• Task statement
Wherever a line of the records contains "lines", copy that line.

Dataset entries
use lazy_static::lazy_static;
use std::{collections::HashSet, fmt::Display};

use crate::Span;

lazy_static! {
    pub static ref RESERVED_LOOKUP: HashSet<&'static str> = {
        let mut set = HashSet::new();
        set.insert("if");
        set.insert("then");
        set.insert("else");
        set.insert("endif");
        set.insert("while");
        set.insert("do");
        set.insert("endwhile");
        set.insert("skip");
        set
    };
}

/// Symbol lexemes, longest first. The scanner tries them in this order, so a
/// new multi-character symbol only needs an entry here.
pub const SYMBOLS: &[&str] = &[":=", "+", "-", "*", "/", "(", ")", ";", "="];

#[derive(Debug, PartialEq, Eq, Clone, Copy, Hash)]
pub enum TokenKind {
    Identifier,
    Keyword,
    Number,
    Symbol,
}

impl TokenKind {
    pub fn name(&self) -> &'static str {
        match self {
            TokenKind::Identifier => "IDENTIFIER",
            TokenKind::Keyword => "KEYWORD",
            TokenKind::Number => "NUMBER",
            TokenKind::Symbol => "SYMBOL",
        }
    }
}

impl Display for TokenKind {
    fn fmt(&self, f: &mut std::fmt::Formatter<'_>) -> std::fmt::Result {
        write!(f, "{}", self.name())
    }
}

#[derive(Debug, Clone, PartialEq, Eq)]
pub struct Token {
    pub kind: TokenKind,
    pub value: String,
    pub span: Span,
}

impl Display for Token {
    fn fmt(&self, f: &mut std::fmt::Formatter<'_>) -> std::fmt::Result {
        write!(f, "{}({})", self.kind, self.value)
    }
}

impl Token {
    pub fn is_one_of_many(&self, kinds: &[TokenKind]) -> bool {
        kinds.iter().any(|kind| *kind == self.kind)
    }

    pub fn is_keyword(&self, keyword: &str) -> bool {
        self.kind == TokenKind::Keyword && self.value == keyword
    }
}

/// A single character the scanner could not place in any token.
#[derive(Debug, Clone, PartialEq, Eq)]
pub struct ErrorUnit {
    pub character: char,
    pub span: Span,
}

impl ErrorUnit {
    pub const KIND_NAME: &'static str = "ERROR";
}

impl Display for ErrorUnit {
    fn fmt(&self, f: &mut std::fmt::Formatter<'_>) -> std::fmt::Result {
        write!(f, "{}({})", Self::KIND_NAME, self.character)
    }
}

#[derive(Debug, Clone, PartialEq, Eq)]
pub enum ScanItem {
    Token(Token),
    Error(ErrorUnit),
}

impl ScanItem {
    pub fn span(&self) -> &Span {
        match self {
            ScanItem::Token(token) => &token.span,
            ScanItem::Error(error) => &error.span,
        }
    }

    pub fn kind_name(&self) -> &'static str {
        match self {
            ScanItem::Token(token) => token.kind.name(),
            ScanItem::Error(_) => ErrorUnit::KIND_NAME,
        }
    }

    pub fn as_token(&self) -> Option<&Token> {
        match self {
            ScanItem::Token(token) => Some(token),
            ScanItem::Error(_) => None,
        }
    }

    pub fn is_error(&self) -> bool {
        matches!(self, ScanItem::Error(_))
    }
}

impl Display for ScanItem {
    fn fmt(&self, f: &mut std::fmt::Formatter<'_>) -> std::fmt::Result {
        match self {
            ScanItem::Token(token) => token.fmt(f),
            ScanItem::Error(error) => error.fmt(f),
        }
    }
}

* * *

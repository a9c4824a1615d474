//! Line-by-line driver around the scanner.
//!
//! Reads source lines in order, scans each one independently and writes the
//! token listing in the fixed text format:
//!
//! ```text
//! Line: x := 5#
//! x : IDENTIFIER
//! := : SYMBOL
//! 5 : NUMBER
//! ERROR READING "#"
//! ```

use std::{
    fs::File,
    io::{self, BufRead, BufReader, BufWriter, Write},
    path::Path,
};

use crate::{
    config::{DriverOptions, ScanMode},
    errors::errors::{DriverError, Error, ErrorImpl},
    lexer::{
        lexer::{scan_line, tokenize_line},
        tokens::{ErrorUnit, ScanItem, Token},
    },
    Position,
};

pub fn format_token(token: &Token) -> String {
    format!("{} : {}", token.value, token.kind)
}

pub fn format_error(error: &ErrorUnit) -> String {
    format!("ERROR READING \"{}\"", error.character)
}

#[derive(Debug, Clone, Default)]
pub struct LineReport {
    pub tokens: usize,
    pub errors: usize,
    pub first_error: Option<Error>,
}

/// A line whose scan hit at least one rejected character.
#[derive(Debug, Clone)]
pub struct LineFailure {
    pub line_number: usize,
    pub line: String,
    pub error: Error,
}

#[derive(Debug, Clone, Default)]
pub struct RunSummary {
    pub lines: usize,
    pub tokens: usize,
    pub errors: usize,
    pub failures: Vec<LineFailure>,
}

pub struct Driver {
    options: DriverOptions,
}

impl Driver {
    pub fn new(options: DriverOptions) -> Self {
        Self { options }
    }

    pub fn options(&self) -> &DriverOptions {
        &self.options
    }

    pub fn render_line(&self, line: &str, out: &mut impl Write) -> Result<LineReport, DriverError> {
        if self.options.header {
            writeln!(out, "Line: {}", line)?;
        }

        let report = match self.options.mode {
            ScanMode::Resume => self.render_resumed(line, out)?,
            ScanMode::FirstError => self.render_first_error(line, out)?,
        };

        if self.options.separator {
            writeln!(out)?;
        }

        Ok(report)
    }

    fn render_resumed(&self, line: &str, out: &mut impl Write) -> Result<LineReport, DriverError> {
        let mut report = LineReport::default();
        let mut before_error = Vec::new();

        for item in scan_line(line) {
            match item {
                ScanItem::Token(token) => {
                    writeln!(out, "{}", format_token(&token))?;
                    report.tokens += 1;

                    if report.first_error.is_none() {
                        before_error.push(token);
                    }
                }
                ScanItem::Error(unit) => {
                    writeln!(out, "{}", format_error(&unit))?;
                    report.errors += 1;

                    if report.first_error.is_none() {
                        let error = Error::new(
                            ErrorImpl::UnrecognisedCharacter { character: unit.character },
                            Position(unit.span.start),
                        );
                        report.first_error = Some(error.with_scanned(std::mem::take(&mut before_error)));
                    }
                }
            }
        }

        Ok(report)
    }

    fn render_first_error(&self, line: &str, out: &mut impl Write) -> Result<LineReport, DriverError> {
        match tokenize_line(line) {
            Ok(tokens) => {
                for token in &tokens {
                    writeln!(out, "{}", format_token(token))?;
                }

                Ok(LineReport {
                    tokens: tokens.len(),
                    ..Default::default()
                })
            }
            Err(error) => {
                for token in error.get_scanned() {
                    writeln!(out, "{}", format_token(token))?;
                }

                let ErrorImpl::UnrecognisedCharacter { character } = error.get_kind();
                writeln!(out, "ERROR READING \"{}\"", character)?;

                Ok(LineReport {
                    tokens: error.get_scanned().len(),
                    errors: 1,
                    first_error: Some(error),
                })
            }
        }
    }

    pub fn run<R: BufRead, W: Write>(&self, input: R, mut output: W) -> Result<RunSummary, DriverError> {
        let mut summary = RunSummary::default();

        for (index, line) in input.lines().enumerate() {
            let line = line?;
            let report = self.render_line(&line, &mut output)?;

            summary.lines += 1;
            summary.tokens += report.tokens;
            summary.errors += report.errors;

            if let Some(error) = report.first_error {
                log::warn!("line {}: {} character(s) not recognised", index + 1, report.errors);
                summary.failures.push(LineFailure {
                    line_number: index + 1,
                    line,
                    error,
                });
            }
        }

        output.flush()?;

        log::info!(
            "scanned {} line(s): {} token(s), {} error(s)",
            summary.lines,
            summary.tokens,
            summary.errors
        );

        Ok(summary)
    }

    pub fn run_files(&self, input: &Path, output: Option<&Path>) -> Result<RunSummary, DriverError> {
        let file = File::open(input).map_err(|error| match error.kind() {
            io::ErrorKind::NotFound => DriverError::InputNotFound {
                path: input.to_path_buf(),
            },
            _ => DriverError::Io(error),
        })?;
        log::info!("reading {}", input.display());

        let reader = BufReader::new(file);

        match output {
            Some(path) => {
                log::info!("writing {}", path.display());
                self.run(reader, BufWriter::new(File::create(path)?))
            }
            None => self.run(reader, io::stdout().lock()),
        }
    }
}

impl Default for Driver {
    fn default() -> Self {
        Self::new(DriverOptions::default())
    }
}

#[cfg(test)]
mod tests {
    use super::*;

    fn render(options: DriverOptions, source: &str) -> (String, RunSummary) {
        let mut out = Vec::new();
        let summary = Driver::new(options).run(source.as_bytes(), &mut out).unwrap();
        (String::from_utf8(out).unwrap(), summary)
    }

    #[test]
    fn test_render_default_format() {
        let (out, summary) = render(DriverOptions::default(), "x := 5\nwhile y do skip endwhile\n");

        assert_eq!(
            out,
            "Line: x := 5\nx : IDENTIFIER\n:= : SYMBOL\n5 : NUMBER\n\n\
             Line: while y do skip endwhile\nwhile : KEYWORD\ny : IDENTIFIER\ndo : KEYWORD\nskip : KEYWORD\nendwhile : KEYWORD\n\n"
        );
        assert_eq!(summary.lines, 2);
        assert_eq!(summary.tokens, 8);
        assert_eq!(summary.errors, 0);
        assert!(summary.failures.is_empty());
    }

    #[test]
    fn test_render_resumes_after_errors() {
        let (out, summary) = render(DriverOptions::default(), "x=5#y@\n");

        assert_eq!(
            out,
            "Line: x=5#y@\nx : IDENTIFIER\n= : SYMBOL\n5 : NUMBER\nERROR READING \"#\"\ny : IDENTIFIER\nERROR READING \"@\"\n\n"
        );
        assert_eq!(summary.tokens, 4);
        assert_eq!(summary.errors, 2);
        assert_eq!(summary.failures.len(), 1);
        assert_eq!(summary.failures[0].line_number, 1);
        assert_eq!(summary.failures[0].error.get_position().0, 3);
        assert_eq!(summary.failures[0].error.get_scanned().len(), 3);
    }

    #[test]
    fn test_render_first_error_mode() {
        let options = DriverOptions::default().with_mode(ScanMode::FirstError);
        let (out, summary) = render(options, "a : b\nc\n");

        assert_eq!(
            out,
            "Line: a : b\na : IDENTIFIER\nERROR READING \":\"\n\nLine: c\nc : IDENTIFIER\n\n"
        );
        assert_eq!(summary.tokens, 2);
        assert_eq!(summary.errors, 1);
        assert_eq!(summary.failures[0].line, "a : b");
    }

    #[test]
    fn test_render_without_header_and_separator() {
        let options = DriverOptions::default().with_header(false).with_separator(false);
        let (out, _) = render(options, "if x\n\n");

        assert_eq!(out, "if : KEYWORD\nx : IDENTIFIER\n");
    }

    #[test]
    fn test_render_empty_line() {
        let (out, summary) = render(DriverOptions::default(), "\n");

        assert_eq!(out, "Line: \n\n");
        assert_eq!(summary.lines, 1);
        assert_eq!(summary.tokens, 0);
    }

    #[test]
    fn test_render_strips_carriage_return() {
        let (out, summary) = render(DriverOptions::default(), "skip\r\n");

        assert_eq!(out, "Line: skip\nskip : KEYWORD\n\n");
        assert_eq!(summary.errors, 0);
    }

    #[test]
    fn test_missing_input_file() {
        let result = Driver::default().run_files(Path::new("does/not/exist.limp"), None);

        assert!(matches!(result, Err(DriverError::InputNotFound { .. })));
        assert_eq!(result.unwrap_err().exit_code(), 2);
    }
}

• Result
//! Reads source lines in order, scans each one independently and writes the
    pub lines: usize,
        for (index, line) in input.lines().enumerate() {
            summary.lines += 1;
            summary.lines,
        assert_eq!(summary.lines, 2);
        assert_eq!(summary.lines, 1);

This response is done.